Предположение о том, что русские – люди крайностей, постоянно находит подтверждение в истории. Во всяком случае, власть любила доводить любую ситуацию до абсурда. Многие представители рода Романовых прославились как страстные поклонники дисциплины и муштры. Особенно император Павел I. Сохранился ряд характерных анекдотов: полк, который проявил недостаточное усердие на параде, получил от государя немедленный приказ: «Шагом марш в Сибирь». Ничего не поделаешь, прямо в парадной форме полк маршировал на восток, и родным пришлось посылать вдогонку теплые вещи. Говорят, полк успел дойти до Новгорода, пока его вернули.
Опасаясь распространения в России идей Французской революции, Павел I запретил выезд молодых людей за границу на учебу. Был полностью запрещен импорт книг, вплоть до нот, закрыты частные типографии. Регламентация жизни доходила до того, что устанавливалось время, когда в домах полагалось тушить огни. Специальными указами некоторые слова русского языка изымались из официального употребления и заменялись на другие. Так, среди изъятых были имеющие политическую окраску слова «гражданин» и «отечество» (замененные на «обыватель» и «государство»). Ряд лингвистических указов Павла был не очень понятен, например слово «отряд» менялось на «деташемент» или «команда», «выполнить» – на «исполнить», а «врач» – на «лекарь».
Показателен анекдот о Василии Капнисте – сочинителе едкой сатиры на засилье в России мздоимцев. Павел захотел посмотреть спектакль по его пьесе «Ябеда». Играли ночью, для одного лишь императора. Начало так разгневало самодержца, что он немедленно повелел сослать комедиографа в Сибирь. Однако финал, где добро победило зло, успокоил властителя, и он послал вслед гонца, чтобы вернуть Капниста и наградить.

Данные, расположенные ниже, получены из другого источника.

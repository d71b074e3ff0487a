//! Per-type conversion plugins and their registry
//!
//! Each domain type the engine can exchange is one [`TypePlugin`]. Plugins
//! are registered explicitly at startup; the registry turns their declared
//! prerequisites into the dependency graph the scheduler runs.

use crate::config::TargetLayer;
use crate::dag::TypeDependencyGraph;
use crate::error::{OrchestratorError, Result};
use gwa_cache::{ExchangeObject, GwaCache};
use std::collections::{BTreeSet, HashMap};
use std::sync::Arc;

/// Model layers a type belongs to
#[derive(Debug, Clone, Copy, PartialEq, Eq, Hash, Default)]
pub enum Layer {
    Design,
    Analysis,
    #[default]
    Both,
}

impl Layer {
    pub fn supports(&self, target: TargetLayer) -> bool {
        match self {
            Layer::Both => true,
            Layer::Design => target == TargetLayer::Design,
            Layer::Analysis => target == TargetLayer::Analysis,
        }
    }
}

/// An object received from the exchange service, tagged with its stream
#[derive(Debug, Clone)]
pub struct ReceivedObject {
    pub stream_id: String,
    pub object: Arc<ExchangeObject>,
}

impl ReceivedObject {
    pub fn new(stream_id: impl Into<String>, object: ExchangeObject) -> Self {
        Self {
            stream_id: stream_id.into(),
            object: Arc::new(object),
        }
    }

    pub fn application_id(&self) -> Option<&str> {
        self.object.application_id.as_deref()
    }
}

/// Conversion between one exchange type and its native records
pub trait TypePlugin: Send + Sync {
    /// Exchange type name; must be unique in a registry
    fn type_name(&self) -> &str;

    /// Native table written and read by this type
    fn keyword(&self) -> &str;

    /// Further tables this type reads (e.g. results, sub-records)
    fn sub_keywords(&self) -> Vec<String> {
        Vec::new()
    }

    /// Stream name objects of this type are bucketed into
    fn stream(&self) -> &str {
        "model"
    }

    fn layer(&self) -> Layer {
        Layer::Both
    }

    /// Types that must be converted from native records first
    fn read_prerequisites(&self) -> Vec<String> {
        Vec::new()
    }

    /// Types that must be written to native records first
    fn write_prerequisites(&self) -> Vec<String> {
        Vec::new()
    }

    /// Convert pending native records into linked objects.
    ///
    /// Returns whether anything new was produced.
    fn convert(&self, cache: &GwaCache) -> anyhow::Result<bool>;

    /// Upsert native records for received objects of this type.
    fn write_back(&self, cache: &GwaCache, objects: &[ReceivedObject]) -> anyhow::Result<()>;
}

#[derive(Default, Clone)]
pub struct PluginRegistry {
    plugins: Vec<Arc<dyn TypePlugin>>,
    by_name: HashMap<String, usize>,
}

impl PluginRegistry {
    pub fn new() -> Self {
        Self::default()
    }

    pub fn register(&mut self, plugin: Arc<dyn TypePlugin>) -> Result<()> {
        let name = plugin.type_name().to_string();
        if self.by_name.contains_key(&name) {
            return Err(OrchestratorError::DuplicateType(name));
        }
        self.by_name.insert(name, self.plugins.len());
        self.plugins.push(plugin);
        Ok(())
    }

    pub fn with(mut self, plugin: Arc<dyn TypePlugin>) -> Result<Self> {
        self.register(plugin)?;
        Ok(self)
    }

    pub fn get(&self, type_name: &str) -> Option<Arc<dyn TypePlugin>> {
        self.by_name
            .get(type_name)
            .map(|&i| self.plugins[i].clone())
    }

    pub fn len(&self) -> usize {
        self.plugins.len()
    }

    pub fn is_empty(&self) -> bool {
        self.plugins.is_empty()
    }

    /// Plugins supporting a layer, in registration order
    pub fn for_layer(&self, layer: TargetLayer) -> Vec<Arc<dyn TypePlugin>> {
        self.plugins
            .iter()
            .filter(|p| p.layer().supports(layer))
            .cloned()
            .collect()
    }

    pub fn read_graph(&self, layer: TargetLayer) -> Result<TypeDependencyGraph> {
        self.graph(layer, |p| p.read_prerequisites())
    }

    pub fn write_graph(&self, layer: TargetLayer) -> Result<TypeDependencyGraph> {
        self.graph(layer, |p| p.write_prerequisites())
    }

    /// Prerequisites on registered types outside the layer are dropped;
    /// prerequisites on unknown types are an error.
    fn graph<F>(&self, layer: TargetLayer, prerequisites: F) -> Result<TypeDependencyGraph>
    where
        F: Fn(&dyn TypePlugin) -> Vec<String>,
    {
        let active: BTreeSet<String> = self
            .for_layer(layer)
            .iter()
            .map(|p| p.type_name().to_string())
            .collect();

        let mut nodes = Vec::with_capacity(active.len());
        for plugin in self.for_layer(layer) {
            let mut prereqs = Vec::new();
            for prereq in prerequisites(plugin.as_ref()) {
                if active.contains(&prereq) {
                    prereqs.push(prereq);
                } else if !self.by_name.contains_key(&prereq) {
                    return Err(OrchestratorError::MissingDependency(format!(
                        "Type {} depends on unregistered type {}",
                        plugin.type_name(),
                        prereq
                    )));
                }
            }
            nodes.push((plugin.type_name().to_string(), prereqs));
        }
        TypeDependencyGraph::new(nodes)
    }

    /// Keywords and sub-keywords of a layer's plugins, de-duplicated
    pub fn keywords(&self, layer: TargetLayer) -> Vec<String> {
        let mut seen = BTreeSet::new();
        let mut keywords = Vec::new();
        for plugin in self.for_layer(layer) {
            let own = std::iter::once(plugin.keyword().to_string());
            for keyword in own.chain(plugin.sub_keywords()) {
                if !keyword.is_empty() && seen.insert(keyword.to_ascii_uppercase()) {
                    keywords.push(keyword);
                }
            }
        }
        keywords
    }
}

impl std::fmt::Debug for PluginRegistry {
    fn fmt(&self, f: &mut std::fmt::Formatter<'_>) -> std::fmt::Result {
        f.debug_struct("PluginRegistry")
            .field(
                "types",
                &self.plugins.iter().map(|p| p.type_name()).collect::<Vec<_>>(),
            )
            .finish()
    }
}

К представителям сильной власти Павла отнести не удастся – отходчив был, прощал многих, а потому и не удержался надолго на троне.
«В надежде славы и добра»
Этой строчкой, вынесенной в подзаголовок, начинается стихотворение Пушкина, посвященное императору Николаю I. Надежды поэта были связаны, в частности, с тем, что государь простит декабристов. Не сбылось. Рассказы об этом императоре не поднимают настроения. Его любовь к порядку порождала в обществе уныние и страх. Был злопамятен, в отличие от отходчивого Павла, и декабристов преследовал до конца дней своих. Впрочем, простым бунтовщикам приходилось при нем куда хуже. А бунтовали не от хорошей жизни.
Приведем фрагмент из книги Г. Чулкова «Императоры». Мемуарист описывает расправу после бунта в военных поселениях 1832 года:
«Приговоренных клали на "кобылу" по очереди. (...) Мне казалось, что палач с первого же раза глубоко прорубил кожу, потому что после каждого удара он левой рукой смахивал с кнута полную горсть крови. При первых ударах обыкновенно слышен был у казненных глухой стон, который умолкал скоро; затем уже их рубили, как мясо.
При казни присутствовали священник и доктор. Когда наказываемый не издавал стона, никакого звука, не замечалось даже признаков жизни, тогда ему развязывали руки, и доктор давал ему нюхать спирт. Когда при этом находили, что человек еще жив, его опять привязывали к "кобыле" и продолжали наказывать.
Под кнутом, сколько помню, ни один не умер. Помирали на второй или третий день после казни».
Вновь просим у читателя прощения за неприятные сцены, но сегодня приходится встречать такую апологетику Николаю, что ее хочется разбавить свидетельствами повседневной трагедии.
Г. Чулков продолжает: «Шпицрутены были не менее страшны, чем кнут. Ежели человека прогоняли сквозь строй в тысячу человек три-четыре раза, смерть почти всегда была неминуема.
Любопытно, что на одном рапорте, где граф Пален просил назначить смертную казнь нарушившим карантинные правила, Николай собственноручно написал: "Виновных прогнать сквозь тысячу человек двенадцать раз. Слава богу, смертной казни у нас не бывало и не мне ее вводить"».